Je n’ose pas tourner ma tête. Je relève les yeux. Légèrement a ma droite un peu en face dans la pénombre, derrière un pilier, se trouve duduchue et mini duc en train de manger. Je vois des postillons sortir de la bouche de la dame tandis qu’elle lui hurle dessus.
_ « veux camion »
Gabriel joue avec les petits bouts de viandes viande qui composent son assiette.
_ « Gabriel, je n’en peux plus, stop !une fois..
_ « veux camions » répète t-il toujours en agitant ses jambes
_ « deux fois »
_ « VEUX CAMION »
_ « et… »
Soudain je vois un objet volant non identifié se diriger sur moi, je n’ai pas le temps de réagir. Voilà que je vois l’objet atterrir ou plutôt « amerir» dans mon potage en faisant un large « splash ! ». M’éclaboussant, éclaboussant Daphné qui se met à pleurer de chaude larmes.

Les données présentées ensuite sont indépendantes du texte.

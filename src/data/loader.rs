//! CSV Data Loader Module
//! Reads the sales export with Polars and hands it to the normalizer.

use super::normalizer::{DataNormalizer, NormalizeError, NormalizeOptions};
use super::record::{ProductRecord, REQUIRED_COLUMNS};
use polars::prelude::*;
use std::path::{Path, PathBuf};
use thiserror::Error;
use tracing::{error, info};

#[derive(Error, Debug)]
pub enum LoaderError {
    #[error("Data file not found: {0}")]
    NotFound(PathBuf),
    #[error("Failed to load CSV: {0}")]
    CsvError(#[from] PolarsError),
    #[error("Missing required column '{0}'")]
    MissingColumn(String),
    #[error("Malformed value {value:?} in column '{column}' at row {row}")]
    MalformedInput {
        column: String,
        row: usize,
        value: String,
    },
}

impl From<NormalizeError> for LoaderError {
    fn from(err: NormalizeError) -> Self {
        match err {
            NormalizeError::MalformedInput { column, row, value } => {
                LoaderError::MalformedInput { column, row, value }
            }
            NormalizeError::PolarsError(e) => LoaderError::CsvError(e),
        }
    }
}

/// The normalized sales table. Read-only once built.
#[derive(Debug, Clone)]
pub struct SalesDataset {
    df: DataFrame,
    source: PathBuf,
}

impl SalesDataset {
    /// Normalize an in-memory table that already holds the required columns.
    pub fn from_dataframe(
        df: DataFrame,
        source: impl Into<PathBuf>,
        options: NormalizeOptions,
    ) -> Result<Self, LoaderError> {
        DataLoader::check_required_columns(&df)?;
        let df = DataNormalizer::new(options).normalize(df)?;
        Ok(Self {
            df,
            source: source.into(),
        })
    }

    pub fn dataframe(&self) -> &DataFrame {
        &self.df
    }

    pub fn source(&self) -> &Path {
        &self.source
    }

    pub fn row_count(&self) -> usize {
        self.df.height()
    }

    pub fn records(&self) -> PolarsResult<Vec<ProductRecord>> {
        ProductRecord::from_dataframe(&self.df)
    }
}

/// Loads the sales export with Polars.
pub struct DataLoader {
    options: NormalizeOptions,
}

impl Default for DataLoader {
    fn default() -> Self {
        Self::new(NormalizeOptions::default())
    }
}

impl DataLoader {
    pub fn new(options: NormalizeOptions) -> Self {
        Self { options }
    }

    /// Read and normalize a CSV file.
    ///
    /// Every column is read as text so that formatting characters survive
    /// until the normalizer strips them.
    pub fn load_csv(&self, path: &Path) -> Result<SalesDataset, LoaderError> {
        info!(path = %path.display(), "Loading sales export");

        if !path.is_file() {
            error!(path = %path.display(), "Sales export not found");
            return Err(LoaderError::NotFound(path.to_path_buf()));
        }

        let df = LazyCsvReader::new(path)
            .with_has_header(true)
            .with_infer_schema_length(Some(0))
            .finish()?
            .collect()?;

        info!(rows = df.height(), columns = df.width(), "CSV read");

        let dataset = SalesDataset::from_dataframe(df, path, self.options.clone())?;

        info!(rows = dataset.row_count(), "Sales export normalized");
        Ok(dataset)
    }

    /// Fail on the first required column the table lacks.
    pub fn check_required_columns(df: &DataFrame) -> Result<(), LoaderError> {
        for name in REQUIRED_COLUMNS {
            if df.column(name).is_err() {
                error!(column = name, "Required column missing");
                return Err(LoaderError::MissingColumn(name.to_string()));
            }
        }
        Ok(())
    }
}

_ « Oh non ma belle robe blanche Dior » s’exclame telle
Je la regarde confuse, puis je regarde mon assiette .C’est une chaussure que je vois baignant parmi mes crevettes. Une petite sandale de taille 24. Je relève la tête et je vois Florence rouge de honte. Elle se dirige vers nous muni de sa serviette. Je pense dans un premier temps qu’elle va épancher la table, mais non, il n’en est rien. Elle reste droite comme un I, fier comme un paon ; Daphné pleure toujours.
_ « dépêche toi viens ici ! Tu vois ce que tu viens de faire ? »
Gabriel regarde ses pieds, il a le regard absent et un léger rictus orne son visage de poupon. Une seule phrase sort de sa bouche :
_ « veux camion ! »
_ « vous me donnerez la note de frais du pressing pour le nettoyage »
Elle se retourne vers son fils
_ « je ne sais vraiment pas ce que j’ai loupé avec toi, aller on y va »
Elle se retourne sans une excuse, ni un regard pour nous. Je tends un mouchoir à daphné, qui mouche bruyamment son nez .
Moi non plus je ne sais pas ce qu’elle a manqué, non vraiment pas.